Brouille diplomatique entre le Maroc et la France

Le Maroc met fin aux fonctions de son ambassadeur en France, sans lui désigner de remplaçant. Mohamed Benchaâboun a officiellement quitté son poste le 19 janvier, une date qui ne doit rien au hasard.
La nouvelle a été annoncée par un communiqué publié par le ministère des Affaires étrangères, de la Coopération africaine et des Marocains expatriés, le 9 février au soir. Il fait état de la décision de mettre fin aux fonctions de Mohamed Benchaaboun de son poste d’ambassadeur du Maroc à Paris, à compter du 19 janvier dernier en ces termes : « Suite aux instructions royales, il a été décidé de mettre fin à la mission de Mohamed Benchaâboun en tant qu’ambassadeur de Sa Majesté auprès de la République française, et ce, à compter du 19 janvier 2023 ». Mohamed Benchaâboun avait été nommé, le 18 octobre 2022, directeur général du Fonds Mohammed VI d’investissement. Ce rappel est destiné à faire croire à une procédure normale de remplacement.
« Cet épisode est une bonne chose, voyons le côté positif, il permet d’évaluer, après deux ans, les mécanismes qui régissent les deux Parlements, allons de l’avant ! »
Pourtant, cette date du 19 janvier n’est en rien due au hasard : elle est celle où le Parlement européen avait approuvé une résolution non contraignante appelant les autorités marocaines à « respecter la liberté de la presse ».
À ce propos, le président de la commission parlementaire mixte Maroc-Union européenne, Lahcen Haddad, avait déclaré que le Maroc faisait face à un nombre d’eurodéputés qui se servent du Parlement européen comme plateforme pour attaquer le Maroc de manière organisée et avec de grands moyens.
Lahcen Haddad estimait à cette occasion qu’« une partie de l’État profond français » était à l’origine de l’adoption de la recommandation européenne. Il a cité nommant un proche du président français, l’eurodéputé Stéphane Sejourné, président du groupe Renew Europe (Centre libéral) depuis 2021. Lahcen Haddad lui reprochant d’avoir été l’un des artisans de la décision et joué un rôle déterminant dans la condamnation du Maroc par le Parlement européen.
Cet épisode du vote de défiance du parlement européen à l’égard du Maroc ne passe pas.

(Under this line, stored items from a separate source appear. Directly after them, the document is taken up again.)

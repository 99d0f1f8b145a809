//! Attempt identifiers.

use std::fmt;

use serde::{Deserialize, Serialize};
use uuid::Uuid;

/// Identifier for a single credential attempt.
///
/// UUID v7, so ids are unique and time-ordered. The gate tags every
/// provider call with the attempt id and discards results whose id no
/// longer matches the in-flight attempt.
#[derive(Debug, Clone, Copy, PartialEq, Eq, Hash, Serialize, Deserialize)]
pub struct AttemptId(Uuid);

impl AttemptId {
    /// Generates a fresh attempt id.
    #[must_use]
    pub fn new() -> Self {
        Self(Uuid::now_v7())
    }
}

impl Default for AttemptId {
    fn default() -> Self {
        Self::new()
    }
}

impl fmt::Display for AttemptId {
    fn fmt(&self, f: &mut fmt::Formatter<'_>) -> fmt::Result {
        self.0.fmt(f)
    }
}

#[cfg(test)]
mod tests {
    use super::*;

    #[test]
    fn test_attempt_ids_are_unique() {
        assert_ne!(AttemptId::new(), AttemptId::new());
    }

    #[test]
    fn test_attempt_id_display_is_uuid() {
        let id = AttemptId::new();
        assert_eq!(id.to_string().len(), 36);
        assert!(Uuid::parse_str(&id.to_string()).is_ok());
    }
}
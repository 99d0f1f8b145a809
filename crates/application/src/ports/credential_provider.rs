//! Credential provider port
//!
//! The external capability that evaluates a device-owner credential.
//! The gate calls it but never implements it.

use async_trait::async_trait;

use latch_domain::{CredentialChallenge, CredentialOutcome};

/// Port for the platform credential check.
///
/// The gate invokes `check` at most once per attempt and never
/// concurrently for the same gate instance; the in-flight guard enforces
/// that at the gate, not here. The gate imposes no timeout — the check
/// resolves under the credential subsystem's own rules, and the gate
/// tolerates a late result. The gate cannot cancel a running check;
/// external cancellation surfaces as a `Denied` outcome with the matching
/// cancellation reason.
#[async_trait]
pub trait CredentialProvider: Send + Sync {
    /// Evaluates the challenge and resolves to its outcome.
    async fn check(&self, challenge: &CredentialChallenge) -> CredentialOutcome;
}
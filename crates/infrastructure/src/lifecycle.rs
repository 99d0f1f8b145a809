//! Broadcast-based lifecycle notifier
//!
//! Fan-out of application lifecycle transitions to any number of
//! subscribers. The host publishes from wherever its windowing or
//! platform layer reports focus changes; the gate subscribes through the
//! `LifecycleNotifier` port.

use tokio::sync::broadcast;
use tracing::debug;

use latch_application::ports::LifecycleNotifier;
use latch_domain::LifecycleEvent;

/// Default capacity; lifecycle transitions are rare, so a small buffer
/// only has to absorb bursts while a subscriber task is scheduled.
const CHANNEL_CAPACITY: usize = 16;

/// Lifecycle event source for the process.
#[derive(Debug, Clone)]
pub struct AppLifecycle {
    tx: broadcast::Sender<LifecycleEvent>,
}

impl AppLifecycle {
    /// Creates a notifier with the default buffer capacity.
    #[must_use]
    pub fn new() -> Self {
        let (tx, _) = broadcast::channel(CHANNEL_CAPACITY);
        Self { tx }
    }

    /// Publishes `EnteredBackground` to all subscribers.
    pub fn entered_background(&self) {
        self.publish(LifecycleEvent::EnteredBackground);
    }

    /// Publishes `WillEnterForeground` to all subscribers.
    pub fn will_enter_foreground(&self) {
        self.publish(LifecycleEvent::WillEnterForeground);
    }

    fn publish(&self, event: LifecycleEvent) {
        // Err just means nobody is subscribed right now.
        let delivered = self.tx.send(event).unwrap_or(0);
        debug!(?event, delivered, "lifecycle event published");
    }
}

impl Default for AppLifecycle {
    fn default() -> Self {
        Self::new()
    }
}

impl LifecycleNotifier for AppLifecycle {
    fn subscribe(&self) -> broadcast::Receiver<LifecycleEvent> {
        self.tx.subscribe()
    }
}

#[cfg(test)]
#[allow(clippy::unwrap_used)]
mod tests {
    use super::*;

    #[tokio::test]
    async fn test_subscribers_receive_events_in_order() {
        let lifecycle = AppLifecycle::new();
        let mut events = lifecycle.subscribe();

        lifecycle.entered_background();
        lifecycle.will_enter_foreground();

        assert_eq!(events.recv().await.unwrap(), LifecycleEvent::EnteredBackground);
        assert_eq!(events.recv().await.unwrap(), LifecycleEvent::WillEnterForeground);
    }

    #[tokio::test]
    async fn test_publish_without_subscribers_is_harmless() {
        let lifecycle = AppLifecycle::new();
        lifecycle.entered_background();

        // A late subscriber only sees what is published afterwards.
        let mut events = lifecycle.subscribe();
        lifecycle.will_enter_foreground();
        assert_eq!(events.recv().await.unwrap(), LifecycleEvent::WillEnterForeground);
    }
}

Rachid Talbi Almani, président de la Chambre des représentants, expliqué pourquoi le Parlement marocain avait décidé de « révisé » ses relations avec son homologue européen. « Pour le Parlement marocain, ce n’est pas qu’une réaction mais aussi un rappel à l’ordre. » Jusqu’à présent « nous sommes très satisfaits » des relations entre les institutions – entre les banques centrales, par exemple – marocaines et européennes. « Mais nous avons un problème avec le Parlement européen, pourtant, les relations sont régies par des conventions. » Lesquelles prévoient des commissions ou des mécanismes de coordination. Par exemple, la commission mixte parlementaire, régie par un statut, qui prévoit que les 26 parlementaires respectent un protocole de réunions, un ordre du jour, la possibilité de voter des amendements. « Cela n’a pas été respecté, parce que quelques eurodéputés ont pris des initiatives », regrette Rachid Talbi Almani. Qui appelle la présidente du Parlement européen, Roberta Metsola, « à prendre ses responsabilités ». Finalement, conclut-il, « cet épisode est une bonne chose, voyons le côté positif, il permet d’évaluer, après deux ans, les mécanismes qui régissent les deux Parlements, allons de l’avant ! »…

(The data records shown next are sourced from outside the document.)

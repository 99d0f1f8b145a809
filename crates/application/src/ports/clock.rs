//! Clock port for time-related operations

use chrono::{DateTime, Utc};

/// Port for getting the current time.
///
/// The relock grace window is measured through this abstraction so tests
/// can move time explicitly.
pub trait Clock: Send + Sync {
    /// Returns the current UTC timestamp.
    fn now(&self) -> DateTime<Utc>;
}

De son côté, le gouvernement se refuse à parler de crise diplomatique avec le Maroc. Pourtant, les deux pays n’ont, à ce jour, pas d’ambassadeur. Et la visite d’Emmanuel Macron envisagé « au premier trimestre 2023 » ne figure à aucun agenda.

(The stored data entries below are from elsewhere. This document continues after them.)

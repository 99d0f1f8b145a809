//! Credential policies, challenges, and check outcomes.
//!
//! The credential check itself lives behind the application layer's
//! `CredentialProvider` port; these types describe what the gate asks for
//! and how it interprets the answer.

use std::fmt;

use serde::{Deserialize, Serialize};
use thiserror::Error;

/// Which class of device-owner credential satisfies the gate.
#[derive(Debug, Clone, Copy, PartialEq, Eq, Serialize, Deserialize, Default)]
#[serde(rename_all = "snake_case")]
pub enum CredentialPolicy {
    /// Any locally verifiable proof of the owner's identity: a biometric
    /// match or the passcode/PIN equivalent (default).
    #[default]
    DeviceOwner,

    /// Biometric match only; no passcode fallback.
    Biometrics,
}

/// One request handed to the credential provider.
#[derive(Debug, Clone, PartialEq, Eq, Serialize, Deserialize)]
pub struct CredentialChallenge {
    /// Which credential class to evaluate.
    pub policy: CredentialPolicy,
    /// Reason string shown by the system credential sheet.
    pub reason: String,
    /// Title for the passcode-fallback affordance, if the platform shows one.
    pub fallback_title: Option<String>,
}

/// Result of a credential check.
#[derive(Debug, Clone, Copy, PartialEq, Eq)]
pub enum CredentialOutcome {
    /// The user proved ownership; the gate may unlock.
    Granted,

    /// The check ran and did not grant access.
    Denied(DenialReason),

    /// The check could not run at all.
    Unavailable(UnavailableReason),
}

impl CredentialOutcome {
    /// Returns true when the outcome unlocks the gate.
    #[must_use]
    pub const fn is_granted(&self) -> bool {
        matches!(self, Self::Granted)
    }

    /// Returns true when the right response is a retry affordance rather
    /// than a failure report.
    #[must_use]
    pub const fn is_recoverable(&self) -> bool {
        matches!(self, Self::Denied(reason) if reason.is_cancellation())
    }
}

/// Why a credential check was denied.
#[derive(Debug, Clone, Copy, PartialEq, Eq)]
pub enum DenialReason {
    /// The user dismissed the credential prompt.
    UserCancelled,

    /// The system tore the prompt down, e.g. on suspension.
    SystemCancelled,

    /// The hosting application cancelled the prompt.
    AppCancelled,

    /// Too many failed matches; the credential subsystem is locked out.
    LockedOut,

    /// The presented credential did not match.
    Mismatch,
}

impl DenialReason {
    /// Cancellations are normal user/system actions, not failed attempts;
    /// they surface a retry affordance instead of an error.
    #[must_use]
    pub const fn is_cancellation(&self) -> bool {
        matches!(
            self,
            Self::UserCancelled | Self::SystemCancelled | Self::AppCancelled
        )
    }
}

impl fmt::Display for DenialReason {
    fn fmt(&self, f: &mut fmt::Formatter<'_>) -> fmt::Result {
        let text = match self {
            Self::UserCancelled => "cancelled by the user",
            Self::SystemCancelled => "cancelled by the system",
            Self::AppCancelled => "cancelled by the application",
            Self::LockedOut => "credential subsystem locked out",
            Self::Mismatch => "credential did not match",
        };
        f.write_str(text)
    }
}

/// Why a credential check could not run.
#[derive(Debug, Clone, Copy, PartialEq, Eq)]
pub enum UnavailableReason {
    /// No device-owner credential is enrolled; a device-configuration
    /// problem, routed to system settings rather than retried.
    NoCredentialEnrolled,

    /// The credential hardware cannot be used right now.
    HardwareUnavailable,
}

impl fmt::Display for UnavailableReason {
    fn fmt(&self, f: &mut fmt::Formatter<'_>) -> fmt::Result {
        let text = match self {
            Self::NoCredentialEnrolled => "no device-owner credential enrolled",
            Self::HardwareUnavailable => "credential hardware unavailable",
        };
        f.write_str(text)
    }
}

/// Failure reported to the host through `on_failure`.
///
/// Cancellations never become a `GateError`; they surface as the retry
/// affordance instead.
#[derive(Debug, Error, Clone, Copy, PartialEq, Eq)]
pub enum GateError {
    /// The check ran and denied access.
    #[error("credential denied: {0}")]
    Denied(DenialReason),

    /// The check could not run.
    #[error("credential check unavailable: {0}")]
    Unavailable(UnavailableReason),
}

#[cfg(test)]
mod tests {
    use pretty_assertions::assert_eq;

    use super::*;

    #[test]
    fn test_cancellations_are_recoverable() {
        for reason in [
            DenialReason::UserCancelled,
            DenialReason::SystemCancelled,
            DenialReason::AppCancelled,
        ] {
            assert!(CredentialOutcome::Denied(reason).is_recoverable());
        }
    }

    #[test]
    fn test_hard_denials_are_not_recoverable() {
        assert!(!CredentialOutcome::Denied(DenialReason::Mismatch).is_recoverable());
        assert!(!CredentialOutcome::Denied(DenialReason::LockedOut).is_recoverable());
        assert!(!CredentialOutcome::Granted.is_recoverable());
        assert!(
            !CredentialOutcome::Unavailable(UnavailableReason::NoCredentialEnrolled)
                .is_recoverable()
        );
    }

    #[test]
    fn test_gate_error_messages() {
        assert_eq!(
            GateError::Denied(DenialReason::Mismatch).to_string(),
            "credential denied: credential did not match"
        );
        assert_eq!(
            GateError::Unavailable(UnavailableReason::NoCredentialEnrolled).to_string(),
            "credential check unavailable: no device-owner credential enrolled"
        );
    }
}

Le Maroc fâché contre le Parlement européen
En bref
La France se brouille aussi avec l’Algérie
La présidence algérienne a rappelé à Alger son ambassadeur en France, Saïd Moussi, pour consultations. Ce, à la suite de la réception par la France de la militante franco-algérienne Amira Bouraoui. Cette journaliste était arrivée clandestinement en Tunisie, en provenance d’Algérie, le 3 février. Elle a été arrêtée par la police tunisienne, pour entrée illégale dans le pays, puis libérée par un juge d’instruction qui lui avait fixé un rendez-vous le 23 février. Pourtant, la police a cherché à la reconduire en Algérie ; après intervention de son avocat, elle a réussi à prendre un avion pour Lyon. Cette activiste, opposante au régime algérien, cherchait depuis 2020 à quitter son pays pour regagner la France, ses tentatives ayant échoué, ce qui explique qu’elle ait voulu transiter vers la Tunisie.